The more common kinds of lymphoma, your non-Hodgkin's lymphomas, those are adding increased risk among people with celiac disease. There is somewhere between a 2- or 3-fold increase rate of developing non-Hodgkin's lymphoma in the long term among people after a celiac diagnosis.

The good news is that it does appear that healing matters. Adoption of the gluten-free diet, which can result in healed intestinal villi, is associated with a reduction in that risk. In one such study out of Sweden, among people with celiac disease who have healed on follow-up biopsy, they no longer have an increased risk of all types of lymphoma compared to the general population.

That's one of the motivating factors when talking about the need to heal histologically on follow-up biopsy and, related to that, the need to stick to a strict gluten-free diet. There is a category of celiac disease that we also worry about, that thankfully is rare but can be dire if it occurs. That's refractory celiac disease.

That's a situation in which a patient has ongoing symptoms of malabsorption, predominantly diarrhea but often unintentional weight loss, ongoing intestinal villus atrophy despite all efforts to strictly adhere to the total gluten avoidance.

These people, they tend to be older. Most commonly, it will occur in someone who is actually diagnosed with celiac disease at a later age, again, underscoring the importance of identifying, diagnosing, and treating celiac disease early.

Our treatments for that are limited. Often, we borrow from other conditions. We might use IBD medicines including 5-ASA agents like mesalamine for refractory celiac disease, or budesonide.

One strategy that's been employed with some success is to take budesonide that's been aimed for ileal release for Crohn's disease, but actually to open up the capsule and to have it open because there you have more proximal release in the duodenum where the lesion in celiac disease is.

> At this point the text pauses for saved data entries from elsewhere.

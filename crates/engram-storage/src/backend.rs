//! The storage interface `FrameStore` writes through.

use engram_types::{Frame, StorageError};

/// A pluggable persistence backend.
///
/// All calls are synchronous and may block on I/O (the durable backend
/// acquiring its file lock); callers needing responsiveness must keep store
/// operations off any latency-sensitive path.  Implementations share no
/// state with one another.
pub trait StorageBackend: Send {
    /// Write one frame durably (insert or overwrite by identity).  Returns
    /// only after the frame is persisted; on error nothing was written.
    fn persist(&mut self, frame: &Frame) -> Result<(), StorageError>;

    /// Read one frame by exact identity.
    fn load(&self, identity: &str) -> Result<Option<Frame>, StorageError>;

    /// Read every stored frame, ordered by creation time ascending with ties
    /// broken by identity.
    fn load_all(&self) -> Result<Vec<Frame>, StorageError>;

    /// Delete one frame by exact identity; `false` when nothing matched.
    fn remove(&mut self, identity: &str) -> Result<bool, StorageError>;

    /// Flush and release backend resources.  Further use after a successful
    /// close is a caller bug.
    fn close(&mut self) -> Result<(), StorageError>;
}
//! `engram-storage` – Persistence Backends.
//!
//! One [`StorageBackend`] interface, two independent implementations chosen
//! at store construction time:
//!
//! - [`durable`] – [`DurableBackend`][durable::DurableBackend]: transactional
//!   SQLite storage (one atomic transaction per persist, versioned additive
//!   schema migrations, cross-process safety via SQLite's native file
//!   locking with a bounded busy wait).
//! - [`ephemeral`] – [`EphemeralBackend`][ephemeral::EphemeralBackend]: a
//!   single JSON document rewritten whole on every persist.  Single-process,
//!   low-volume use only.
//!
//! Both backends round-trip every [`Value`][engram_types::Value] tag
//! losslessly: a `Float` written always reads back as a `Float`.

pub mod backend;
pub mod durable;
pub mod ephemeral;

pub use backend::StorageBackend;
pub use durable::DurableBackend;
pub use ephemeral::EphemeralBackend;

Strategies like that are sometimes employed to treat refractory celiac disease. There's a subset of people with that kind of refractory celiac disease that do go on to develop enteropathy-associated T cell lymphoma.

These are the patients that keep us up at night. We really worry about them. Thankfully, they're a very small minority. Far less than 1% of people with celiac disease will go on to develop that form of refractory celiac disease and lymphoma.

But again, it's a motivator. It's a reason why we take this condition very seriously and take the gluten-free diet seriously.

Dr. Lacy:  Ben, thank you. This has been a great discussion. I learned a lot. I know our listeners learned an awful lot, as well. Any last comments for our listeners?

Dr. Lebwohl:  I would add that celiac disease is more common than it used to be, and that's not just because we're testing for it more. We're aware of it more. There's more celiac disease out there that's probably related to these other autoimmune conditions that are rising, related to the hygiene hypothesis, the idea that we're being exposed to fewer germs and more antibiotics in more recent generations.

But realize that because there's more celiac disease out there, it's on us to recognize it and diagnose it so we can treat these patients and get them on their way to wellness.

Dr. Lacy:  Ben, thank you once again for taking the time and effort to share your wonderful expertise and insights into celiac disease during this podcast series, and thank you to our listeners for joining in today.

We hope you found this podcast helpful and informative, and we hope you join us in the future for other wonderful podcasts on these disorders of gastrointestinal disease. Thank you.